Music was something that the Spanish padres and the Native Californians had in common.
Music had been a part of the life of the people of California long before the padres arrived. They had special songs for men to sing during their games and dances, and special songs for the women’s games and dances. There were war chants, hunting songs, songs of joy and songs of sadness. There were songs for funerals and burials. There were songs that were especially for children. The people had no written language, so they passed on their history through chants and songs.
With their singing, the people of California used several musical instruments such as drums, flutes, rattles, and clappers. They made these instruments from wood and bone.
The Franciscan padres, too, liked music. They used music as a way to communicate with the Native Californians while they were learning the languages of the people. The people were attracted to the music, and enjoyed it. Some of the padres were more musically talented than others, but each padre had to have some musical training during his college days. Every California mission had a choir of Native Californians, organized by one of the padres.
At first, the music at the missions was mostly a type known as Gregorian chant, or plainsong. This is a very old kind of sacred music with one line of melody.

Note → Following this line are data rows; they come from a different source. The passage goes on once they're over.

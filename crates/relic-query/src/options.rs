//! Evaluation policies for filters.
//!
//! The defaults reproduce the behavior list views were built against. Two of
//! those behaviors are surprising enough to be switchable: how a field that
//! resolves to nothing is treated, and whether `NOT_MATCHES` negates.

use serde::{Deserialize, Serialize};

/// What happens when a filtered field resolves to a falsy value.
#[derive(Debug, Clone, Copy, PartialEq, Eq, Hash, Default, Serialize, Deserialize)]
#[serde(rename_all = "snake_case")]
pub enum MissingFieldPolicy {
    /// Any falsy value (missing, null, `0`, `false`, `""`) fails the field
    /// filter before operators run, negated operators included. `IS_NULL`
    /// and `IS_EMPTY` can therefore never pass.
    #[default]
    FailOnFalsy,
    /// Operators always run. Missing and null values get explicit semantics
    /// per operator: null checks pass, negated tests pass, positive tests
    /// fail. Other falsy values are evaluated like any other value.
    NullAware,
}

/// Options controlling filter evaluation.
///
/// # Example
///
/// ```
/// use relic_query::{FilterOptions, MissingFieldPolicy};
///
/// let legacy = FilterOptions::default();
/// assert_eq!(legacy.missing_field, MissingFieldPolicy::FailOnFalsy);
/// assert!(!legacy.negate_not_matches);
///
/// let strict = FilterOptions::strict();
/// assert_eq!(strict.missing_field, MissingFieldPolicy::NullAware);
/// assert!(strict.negate_not_matches);
/// ```
#[derive(Debug, Clone, Copy, PartialEq, Eq, Hash, Serialize, Deserialize)]
#[serde(default, rename_all = "camelCase")]
pub struct FilterOptions {
    /// Treatment of fields that resolve to falsy values.
    pub missing_field: MissingFieldPolicy,
    /// When `false`, `NOT_MATCHES` runs the same test as `MATCHES`.
    pub negate_not_matches: bool,
}

/// The behavior existing list views depend on.
pub const LEGACY_FILTER_OPTIONS: FilterOptions = FilterOptions {
    missing_field: MissingFieldPolicy::FailOnFalsy,
    negate_not_matches: false,
};

impl FilterOptions {
    /// Options matching [`LEGACY_FILTER_OPTIONS`].
    pub const fn legacy() -> Self {
        LEGACY_FILTER_OPTIONS
    }

    /// Null-aware evaluation with a negating `NOT_MATCHES`.
    pub const fn strict() -> Self {
        FilterOptions {
            missing_field: MissingFieldPolicy::NullAware,
            negate_not_matches: true,
        }
    }

    /// Sets the missing-field policy.
    pub fn missing_field(mut self, policy: MissingFieldPolicy) -> Self {
        self.missing_field = policy;
        self
    }

    /// Sets whether `NOT_MATCHES` negates `MATCHES`.
    pub fn negate_not_matches(mut self, negate: bool) -> Self {
        self.negate_not_matches = negate;
        self
    }
}

impl Default for FilterOptions {
    fn default() -> Self {
        LEGACY_FILTER_OPTIONS
    }
}

#[cfg(test)]
mod tests {
    use super::*;

    #[test]
    fn default_is_legacy() {
        assert_eq!(FilterOptions::default(), LEGACY_FILTER_OPTIONS);
        assert_eq!(FilterOptions::legacy(), LEGACY_FILTER_OPTIONS);
    }

    #[test]
    fn setters() {
        let options = FilterOptions::default()
            .missing_field(MissingFieldPolicy::NullAware)
            .negate_not_matches(true);
        assert_eq!(options, FilterOptions::strict());
    }

    #[test]
    fn deserializes_with_defaults() {
        let options: FilterOptions =
            serde_json::from_str(r#"{ "negateNotMatches": true }"#).unwrap();
        assert_eq!(options.missing_field, MissingFieldPolicy::FailOnFalsy);
        assert!(options.negate_not_matches);

        let options: FilterOptions =
            serde_json::from_str(r#"{ "missingField": "null_aware" }"#).unwrap();
        assert_eq!(options.missing_field, MissingFieldPolicy::NullAware);
    }
}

The native people found it easy to learn.
Later the padres added harmony to the simple melodies, creating music for two-part, three-part, and four-part singing. This music was called Catalonian because many of the padres were from the Spanish province of Catalonia.
In addition to the chants, music at the missions included hymns, or songs of praise and joy, and solemn requiems for the dead. Some of the music was not religious. There were love songs, silly songs, and dance music.
Even before the padres had time to organize a choir, there was singing in the mission church. All of the people who attended the church services took part in singing hymns together. They sang the Alabado (A Song of Divine Praise), the Cantico del Alba (Morning Song), and others.
When a choir was organized, it was only for the men and boys. The young men who were considered to be the most intelligent and mild-tempered were taught to read music and to play European-style musical instruments, in addition to singing in both Spanish and Latin. Most reports showed that the young men learned quickly.
The size of the choirs and orchestra differed from mission to mission, depending on the musical talents and interests of the padres. Padre Narciso Durán, who served at Mission San José for 27 years, was a good musician even though he had no professional training. His choir and orchestra usually had about 30 members including, at one time, 20 violins, 4 bass viola, a contra bass, a drum, and a hand organ. Sometimes his orchestra also included flutes.
The musical instruments that were first used at the missions came from Mexico or Spain. Later, some instruments were made by mission craftsmen. The mission instrument makers had to be quite creative in their use of materials and techniques in order to produce playable violins and flutes.
Padre Durán wrote out the music for the choir in a simple notation system that made it easy to read. The choirbook that he made, written on parchment and bound with board covers and leather, is in the Bancroft Library in Berkeley, California.
Some of Padre Durán’s choirboys were trained at the music school run by Padre Jose Viader at Mission Santa Clara. Padre Viader’s orchestra had a clarinet, flute, cello, bass, drums, cymbals, and a triangle.
Mission San Antonio and Mission Soledad both had the help of Padre Florencio Ibánez, who was a highly trained musician. He wrote a musical play called Los Pastores, a Christmas nativity play that was a great favorite with people in early California.
The unusual music sheets of Padre Estévan Tápis were written at Mission San Juan Bautista, where he served after he retired as president of the missions. Padre Tápis wrote the choir music on large sheepskins, using one entire sheepskin for each page of music. He used large music notes printed in four colors -- red, yellow, green, and black -- one color each voice part. He used squares to show half notes, and diamonds to show quarter notes. The choir singers followed their color in order to sing their parts in the four-part harmony. The music could be seen by everyone because it was so large.
Several of the mission choirs and orchestras had uniforms that were rather military in style, with stripes down the trouser legs and caps with tassels. The groups wore these uniforms when they performed at military events and for community celebrations.
The mission musicians often were invited to play for festivals at the pueblos (villages) that were established in the early 1800s. From the padres they learned lively dance tunes as well as sacred music. Sometimes the dance tunes were played in the church services as well.
The first barrel organ in California was a gift in 1793 from Captain George Vancouver, British explorer, to Padre Lasuén when he was at Mission San Juan Capistrano. The barrel organ was like a large music box, with a wooden cylinder that had wooden pegs on it. It had been made in Europe, and played tunes when the handle was turned. Several other barrel organs found their way to various missions. One has been preserved at Mission San Juan Bautista. It still plays a variety of 13 religious and secular songs. The music of the barrel organ was very popular with the Native Californians.